Rumusan masalah dalam penulisan skripsi ini meliputi 3 (tiga) hal,
diantaranya: Pertama, Siapakah yang berwenang mengajukan permohonan
dispensasi kawin di bawah umur; Kedua Apakah yang menjadi alasan-alasan
hakim mengabulkan kawin di bawah umur; ketiga, Siapakah yang dimaksud
dengan pejabat lain sebagaimana yang dimaksud dalam ketentuan Pasal 7 ayat (2)
Undang-Undang Nomor 1 Tahun 1974 Tentang Perkawinan. Berdasarkan uraian
inilah, maka penulis terdorong untuk mengkaji lebih lanjut dalam karya ilmiah
berbentuk skripsi dengan judul : “ KAJIAN YURIDIS TENTANG
DISPENSASI KAWIN DI BAWAH UMUR ”.
Tujuan dari penulisan skripsi ini adalah untuk mengkaji siapakah yang
berwenang mengajukan permohonan dispensasi kawin di bawah umur, apakah
yang menjadi alasan hakim mengabulkan kawin di bawah umur dan untuk
mengkaji siapakah yang di maksud pejabat lain sebagaimana yang dimaksud dalam ketentuan Pasal 7ayat (2) Undang-Undang Nomor 1 Tahun 1974 Tentang
Perkawinan.
Pendekatan masalah yang dipergunakan penulis dalam penulisan skripsi
ini adalah metode pendekatan perundang-undangan (statute approach). Yaitu
pendekatan yang dilakukan dengan menelaah semua undang-undang dan regulasi
yang bersangkut paut dengan isu hukum yang sedang ditangani.
Sebagaimana kita ketahui bersama bahwa Undang-Undang Perkawinan
Nasional kita yaitu Undang-Undang Nomor 1 Tahun 1974 Tentang Perkawinan
mengatur mengenai ketentuan batas umur minimum seseorang untuk
mengsungkan perkawinan, yaitu 19 (sembilan belas) tahun bagi laki-laki dan 16
(enam belas) tahun bagi perempuan. Apabila dalam hal ini memang perkawinan
itu t idak dapat dihindari dan berkeinginan untuk dilaksanakan sesegera mungkin,
maka melalui ketentuan Pasal 7 ayat (2) Undang-Undang Nomor 1 Tahun 1974
Tentang Perkawinan dan Pasal 15 Kompilasi Hukum Islam pihak orang tua dari
calon mempelai baik pihak laki-laki maupun perempuan dapat mengajukan
permohonan dispensasi kawin kepada pengadilan atau pejabat lain yang ia tunjuk.

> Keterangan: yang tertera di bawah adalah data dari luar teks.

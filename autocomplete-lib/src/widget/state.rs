//! Autocomplete widget state and query orchestration.

use std::sync::atomic::{AtomicBool, AtomicU64, AtomicUsize, Ordering};
use std::sync::{Arc, RwLock};

use tokio::sync::watch;

use crate::config::{Source, WidgetConfig};
use crate::debounce::Debouncer;
use crate::error::ResolveError;
use crate::filter::filter_items;
use crate::item::ResultItem;

/// Unique identifier for an Autocomplete widget instance.
#[derive(Debug, Clone, Copy, PartialEq, Eq, Hash)]
pub struct AutocompleteId(usize);

impl AutocompleteId {
    fn new() -> Self {
        static COUNTER: AtomicUsize = AtomicUsize::new(0);
        Self(COUNTER.fetch_add(1, Ordering::SeqCst))
    }
}

impl std::fmt::Display for AutocompleteId {
    fn fmt(&self, f: &mut std::fmt::Formatter<'_>) -> std::fmt::Result {
        write!(f, "__autocomplete_{}", self.0)
    }
}

/// Internal state for an Autocomplete widget.
#[derive(Debug, Default)]
pub(super) struct WidgetState {
    /// Last text received from the input, kept across blur
    pub(super) current_query: String,
    /// Text currently displayed in the input
    pub(super) input_text: String,
    /// Rendered rows, at most `max_results`
    pub(super) visible: Vec<ResultItem>,
    /// Highlighted row, always a valid index into `visible`
    pub(super) highlighted: Option<usize>,
    /// Adapted payload of the last accepted remote fetch
    pub(super) last_fetched: Vec<ResultItem>,
    /// Last committed item
    pub(super) selected: Option<ResultItem>,
}

/// Outcome of resolving one query.
struct Resolution {
    results: Vec<ResultItem>,
    /// Unfiltered items from a successful remote fetch.
    fetched: Option<Vec<ResultItem>>,
}

impl Resolution {
    fn empty() -> Self {
        Self {
            results: Vec::new(),
            fetched: None,
        }
    }
}

/// A dropdown autocomplete bound to one host input.
///
/// `Autocomplete` owns the widget state: the query, the rendered rows and the
/// highlight cursor. The host forwards events to it ([`on_query_input`],
/// [`on_key`], [`on_click`], [`on_blur`]) and draws [`dropdown`] whenever
/// [`is_dirty`] reports a change or a [`subscribe`]d receiver fires.
///
/// Clones are handles to the same instance.
///
/// Asynchronous sources (remote or custom) resolve on the tokio runtime
/// behind a debounce gate. Every resolution is tagged; a completion that is
/// not the most recently issued one is discarded, so a slow stale response
/// never overwrites newer results.
///
/// [`on_query_input`]: Self::on_query_input
/// [`on_key`]: Self::on_key
/// [`on_click`]: Self::on_click
/// [`on_blur`]: Self::on_blur
/// [`dropdown`]: Self::dropdown
/// [`is_dirty`]: Self::is_dirty
/// [`subscribe`]: Self::subscribe
///
/// # Example
///
/// ```
/// use autocomplete_lib::{Autocomplete, Key, ResultItem, WidgetConfig};
///
/// let config = WidgetConfig::builder()
///     .local_data(vec![
///         ResultItem::new("Maine", "ME"),
///         ResultItem::new("Maryland", "MD"),
///         ResultItem::new("Ohio", "OH"),
///     ])
///     .build()
///     .unwrap();
///
/// let widget = Autocomplete::attach(config);
/// widget.on_query_input("ma");
/// assert_eq!(widget.visible_results().len(), 2);
///
/// widget.on_key(Key::Down);
/// widget.on_key(Key::Enter);
/// assert_eq!(widget.input_text(), "Maine");
/// assert!(widget.visible_results().is_empty());
/// ```
#[derive(Debug, Clone)]
pub struct Autocomplete {
    /// Unique identifier for this autocomplete instance
    id: AutocompleteId,
    /// Immutable configuration
    pub(super) config: Arc<WidgetConfig>,
    /// Internal state
    pub(super) inner: Arc<RwLock<WidgetState>>,
    /// Gate for asynchronous resolutions
    debouncer: Debouncer,
    /// Tag of the most recently issued resolution
    issued: Arc<AtomicU64>,
    /// Cleared by `detach`
    attached: Arc<AtomicBool>,
    /// Dirty flag for re-render
    dirty: Arc<AtomicBool>,
    /// Bumped on every render
    revision: Arc<watch::Sender<u64>>,
}

impl Autocomplete {
    /// Creates a widget instance with fresh state.
    pub fn attach(config: WidgetConfig) -> Self {
        let debouncer = Debouncer::new(config.debounce());
        let (revision, _) = watch::channel(0);
        let widget = Self {
            id: AutocompleteId::new(),
            config: Arc::new(config),
            inner: Arc::new(RwLock::new(WidgetState::default())),
            debouncer,
            issued: Arc::new(AtomicU64::new(0)),
            attached: Arc::new(AtomicBool::new(true)),
            dirty: Arc::new(AtomicBool::new(true)),
            revision: Arc::new(revision),
        };
        log::debug!(
            "Autocomplete::attach id={} source={:?} max_results={}",
            widget.id,
            widget.config.source(),
            widget.config.max_results()
        );
        widget
    }

    /// Detaches the widget.
    ///
    /// Cancels a pending debounced query and clears all state. Events received
    /// afterwards and late asynchronous completions are ignored.
    pub fn detach(&self) {
        if !self.attached.swap(false, Ordering::SeqCst) {
            return;
        }
        self.debouncer.cancel();
        self.issued.fetch_add(1, Ordering::SeqCst);
        if let Ok(mut guard) = self.inner.write() {
            *guard = WidgetState::default();
        }
        self.mark_changed();
        log::debug!("Autocomplete::detach id={}", self.id);
    }

    /// Returns `false` once [`detach`](Self::detach) has been called.
    pub fn is_attached(&self) -> bool {
        self.attached.load(Ordering::SeqCst)
    }

    /// Get the unique ID for this autocomplete.
    pub fn id(&self) -> AutocompleteId {
        self.id
    }

    /// Get the ID as a string.
    pub fn id_string(&self) -> String {
        self.id.to_string()
    }

    /// Get the configuration.
    pub fn config(&self) -> &WidgetConfig {
        &self.config
    }

    // -------------------------------------------------------------------------
    // Input
    // -------------------------------------------------------------------------

    /// Handles a change of the input text.
    ///
    /// Local sources resolve and render immediately. Asynchronous sources go
    /// through the debounce gate: only the last change within the quiet period
    /// is resolved. An empty text clears the dropdown at once and supersedes
    /// any pending or in-flight resolution.
    pub fn on_query_input(&self, text: impl Into<String>) {
        if !self.is_attached() {
            log::debug!("Autocomplete::on_query_input id={} ignored: detached", self.id);
            return;
        }
        let text = text.into();
        log::debug!("Autocomplete::on_query_input id={} text={:?}", self.id, text);

        if let Ok(mut guard) = self.inner.write() {
            guard.current_query = text.clone();
            guard.input_text = text.clone();
        }
        self.mark_changed();

        if text.is_empty() || !self.config.source().is_async() {
            let tag = if text.is_empty() {
                self.supersede()
            } else {
                self.next_tag()
            };
            let results = self.resolve_local(&text);
            self.apply(tag, Resolution { results, fetched: None });
            return;
        }

        if tokio::runtime::Handle::try_current().is_err() {
            log::error!(
                "Autocomplete::on_query_input id={} needs a tokio runtime for asynchronous sources",
                self.id
            );
            return;
        }
        let this = self.clone();
        self.debouncer.call(async move {
            this.submit_query(&text).await;
        });
    }

    /// Returns `true` if a debounced query is waiting to be resolved.
    pub fn has_pending_debounce(&self) -> bool {
        self.debouncer.is_pending()
    }

    // -------------------------------------------------------------------------
    // Resolution
    // -------------------------------------------------------------------------

    /// Resolves `query` and renders the result, bypassing the debounce gate.
    ///
    /// The render is skipped if another resolution was issued after this one
    /// by the time it completes.
    pub async fn submit_query(&self, query: &str) {
        let tag = self.next_tag();
        let resolution = self.resolve_tagged(query).await;
        self.apply(tag, resolution);
    }

    /// Resolves `query` into at most `max_results` items without rendering.
    ///
    /// Remote fetch results are recorded as [`last_fetched_results`]. Failures
    /// are reported through logging and the `on_error` callback and yield an
    /// empty list.
    ///
    /// [`last_fetched_results`]: Self::last_fetched_results
    pub async fn resolve(&self, query: &str) -> Vec<ResultItem> {
        let resolution = self.resolve_tagged(query).await;
        if let Some(fetched) = resolution.fetched
            && self.is_attached()
            && let Ok(mut guard) = self.inner.write()
        {
            guard.last_fetched = fetched;
        }
        resolution.results
    }

    async fn resolve_tagged(&self, query: &str) -> Resolution {
        if query.is_empty() {
            return Resolution::empty();
        }
        let max_results = self.config.max_results();

        match self.config.source() {
            Source::Local(_) => Resolution {
                results: self.resolve_local(query),
                fetched: None,
            },
            Source::Remote(remote) => match remote.fetch(query, max_results).await {
                Ok(fetched) => Resolution {
                    results: filter_items(query, &fetched, max_results),
                    fetched: Some(fetched),
                },
                Err(err) => {
                    self.report(&err);
                    Resolution::empty()
                }
            },
            Source::Custom(resolver) => match resolver.resolve(query, max_results).await {
                Ok(mut results) => {
                    results.truncate(max_results);
                    Resolution {
                        results,
                        fetched: None,
                    }
                }
                Err(err) => {
                    self.report(&err);
                    Resolution::empty()
                }
            },
        }
    }

    fn resolve_local(&self, query: &str) -> Vec<ResultItem> {
        match self.config.source() {
            Source::Local(items) => filter_items(query, items, self.config.max_results()),
            _ => Vec::new(),
        }
    }

    fn next_tag(&self) -> u64 {
        self.issued.fetch_add(1, Ordering::SeqCst) + 1
    }

    /// Cancels the pending debounced query and outdates any resolution in flight.
    ///
    /// Returns the new latest tag.
    pub(super) fn supersede(&self) -> u64 {
        if self.debouncer.cancel() {
            log::trace!("Autocomplete id={} cancelled pending query", self.id);
        }
        self.next_tag()
    }

    /// Renders a completed resolution if it is still the latest one issued.
    fn apply(&self, tag: u64, resolution: Resolution) {
        if !self.is_attached() {
            log::debug!("Autocomplete::apply id={} dropped: detached", self.id);
            return;
        }
        let latest = self.issued.load(Ordering::SeqCst);
        if tag != latest {
            log::debug!(
                "Autocomplete::apply id={} dropped stale resolution {} (latest {})",
                self.id,
                tag,
                latest
            );
            return;
        }
        if let Some(fetched) = resolution.fetched
            && let Ok(mut guard) = self.inner.write()
        {
            guard.last_fetched = fetched;
        }
        self.render(resolution.results);
    }

    fn report(&self, err: &ResolveError) {
        log::warn!(
            "Autocomplete id={} resolution degraded to no results: {}",
            self.id,
            err
        );
        if let Some(on_error) = self.config.on_error() {
            on_error(err);
        }
    }

    // -------------------------------------------------------------------------
    // Introspection
    // -------------------------------------------------------------------------

    /// Last text received from the input. Not reset by blur.
    pub fn current_query(&self) -> String {
        self.inner
            .read()
            .map(|guard| guard.current_query.clone())
            .unwrap_or_default()
    }

    /// Text currently displayed in the input.
    pub fn input_text(&self) -> String {
        self.inner
            .read()
            .map(|guard| guard.input_text.clone())
            .unwrap_or_default()
    }

    /// Rows currently rendered in the dropdown.
    pub fn visible_results(&self) -> Vec<ResultItem> {
        self.inner
            .read()
            .map(|guard| guard.visible.clone())
            .unwrap_or_default()
    }

    /// Highlighted row, or `None` if no row is highlighted.
    pub fn highlighted_index(&self) -> Option<usize> {
        self.inner
            .read()
            .map(|guard| guard.highlighted)
            .unwrap_or(None)
    }

    /// Unfiltered items of the last accepted remote fetch.
    pub fn last_fetched_results(&self) -> Vec<ResultItem> {
        self.inner
            .read()
            .map(|guard| guard.last_fetched.clone())
            .unwrap_or_default()
    }

    /// The most recently committed item.
    pub fn selected(&self) -> Option<ResultItem> {
        self.inner
            .read()
            .map(|guard| guard.selected.clone())
            .unwrap_or(None)
    }

    // -------------------------------------------------------------------------
    // Dirty tracking
    // -------------------------------------------------------------------------

    /// Check if the widget state has changed since the last [`clear_dirty`](Self::clear_dirty).
    pub fn is_dirty(&self) -> bool {
        self.dirty.load(Ordering::SeqCst)
    }

    /// Clear the dirty flag.
    pub fn clear_dirty(&self) {
        self.dirty.store(false, Ordering::SeqCst);
    }

    /// Subscribes to render notifications.
    ///
    /// The received value is a counter bumped on every render.
    pub fn subscribe(&self) -> watch::Receiver<u64> {
        self.revision.subscribe()
    }

    pub(super) fn mark_changed(&self) {
        self.dirty.store(true, Ordering::SeqCst);
    }

    pub(super) fn bump_revision(&self) {
        self.revision.send_modify(|revision| *revision += 1);
    }
}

Perkawinan di usia muda memang seharusnya dihindari karena ditakutkan
akan menimbulkan permasalahan seperti kurang dapatnya suami isteri dalam
menyelesaikan permasalah rumah tangga atupun permasalahan lainya.
Berdasarkan alasan inilah maka pada tahap pemeriksaan dalam perkara
permohonan dispensasi kawin ini, hakim juga akan tetap menasehati pemohon
tentang akibat yang mungkin terjadi apabila perkawinan di usia dini ini terjadi.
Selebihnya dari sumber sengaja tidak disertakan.